(Collected data entries)
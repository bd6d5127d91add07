//! The loaded document and where each of its values came from.

use std::collections::HashMap;
use std::path::{Path, PathBuf};
use std::sync::Arc;

use serde::de::DeserializeOwned;
use serde_json::{Map, Value};

use super::node::{Node, NodeKind};
use super::ConfigError;

#[derive(Debug, Clone)]
struct Record {
    source: Arc<Path>,
    original: Option<Value>,
}

/// A fully resolved configuration document.
///
/// The document itself is plain JSON. Provenance lives in a side table
/// keyed by each node's location, so it can be queried either with a JSON
/// pointer or with a reference borrowed from [`document`](Self::document):
///
/// ```no_run
/// # use cfgweave::{ConfigSpec, PathResolution};
/// # use serde_json::json;
/// let spec = ConfigSpec::builder("config/build.json")
///     .with_schema(json!({ "type": "object" }))
///     .resolve_path("$.plugins.*.entry", PathResolution::RelativeToConfigFile)
///     .build()?;
/// let config = spec.load("/repo/app", None)?;
///
/// if let Some(plugin) = config.document()["plugins"].get(0) {
///     println!("declared in {:?}", config.source_file_of(plugin));
///     println!("written as {:?}", config.original_value_of(plugin, "entry"));
/// }
/// # Ok::<(), cfgweave::ConfigError>(())
/// ```
#[derive(Debug, Clone)]
pub struct ResolvedConfig {
    document: Value,
    source_file: PathBuf,
    records: HashMap<String, Record>,
}

impl ResolvedConfig {
    pub(crate) fn new(root: Node, source_file: PathBuf) -> Self {
        let mut records = HashMap::new();
        let document = freeze(root, String::new(), &mut records);
        Self {
            document,
            source_file,
            records,
        }
    }

    pub fn document(&self) -> &Value {
        &self.document
    }

    pub fn into_document(self) -> Value {
        self.document
    }

    /// The file that was loaded, i.e. the most-derived file of the chain.
    pub fn source_file(&self) -> &Path {
        &self.source_file
    }

    /// Deserializes the document into a typed configuration.
    pub fn deserialize<T: DeserializeOwned>(&self) -> Result<T, ConfigError> {
        T::deserialize(&self.document).map_err(ConfigError::DeserializeError)
    }

    /// Returns the file that declared `value`.
    ///
    /// `value` must be borrowed from [`document`](Self::document): lookup is
    /// by identity, so an equal value from elsewhere yields `None`.
    pub fn source_file_of(&self, value: &Value) -> Option<&Path> {
        let pointer = locate(&self.document, value)?;
        self.source_file_at(&pointer)
    }

    /// Returns `field` of `object` as it was written, before path resolution.
    ///
    /// For an array, `field` is an element index such as `"0"`. Like
    /// [`source_file_of`](Self::source_file_of), `object` must be borrowed
    /// from the document.
    pub fn original_value_of(&self, object: &Value, field: &str) -> Option<&Value> {
        let token = match object {
            Value::Object(map) => {
                map.get(field)?;
                escape(field)
            }
            Value::Array(items) => {
                let index: usize = field.parse().ok()?;
                items.get(index)?;
                index.to_string()
            }
            _ => return None,
        };
        let pointer = locate(&self.document, object)?;
        self.original_value_at(&format!("{pointer}/{token}"))
    }

    /// Returns the file that declared the value at a JSON pointer.
    pub fn source_file_at(&self, pointer: &str) -> Option<&Path> {
        self.records.get(pointer).map(|record| &*record.source)
    }

    /// Returns the value at a JSON pointer as it was written.
    pub fn original_value_at(&self, pointer: &str) -> Option<&Value> {
        let record = self.records.get(pointer)?;
        record
            .original
            .as_ref()
            .or_else(|| self.document.pointer(pointer))
    }
}

fn freeze(node: Node, pointer: String, records: &mut HashMap<String, Record>) -> Value {
    let value = match node.kind {
        NodeKind::Scalar(value) => value,
        NodeKind::Array(items) => Value::Array(
            items
                .into_iter()
                .enumerate()
                .map(|(index, item)| freeze(item, format!("{pointer}/{index}"), records))
                .collect(),
        ),
        NodeKind::Object(fields) => {
            let mut map = Map::with_capacity(fields.len());
            for (key, item) in fields {
                let child = format!("{pointer}/{}", escape(&key));
                map.insert(key, freeze(item, child, records));
            }
            Value::Object(map)
        }
    };
    records.insert(
        pointer,
        Record {
            source: node.source,
            original: node.original,
        },
    );
    value
}

/// JSON pointer of `needle` inside `haystack`, matched by address.
fn locate(haystack: &Value, needle: &Value) -> Option<String> {
    if std::ptr::eq(haystack, needle) {
        return Some(String::new());
    }
    match haystack {
        Value::Array(items) => items.iter().enumerate().find_map(|(index, item)| {
            locate(item, needle).map(|rest| format!("/{index}{rest}"))
        }),
        Value::Object(map) => map.iter().find_map(|(key, item)| {
            locate(item, needle).map(|rest| format!("/{}{rest}", escape(key)))
        }),
        _ => None,
    }
}

fn escape(key: &str) -> String {
    key.replace('~', "~0").replace('/', "~1")
}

Exercise requirements
Where a line in the entries holds "configuration", copy that line.

Expected answer
/// A fully resolved configuration document.
    /// Deserializes the document into a typed configuration.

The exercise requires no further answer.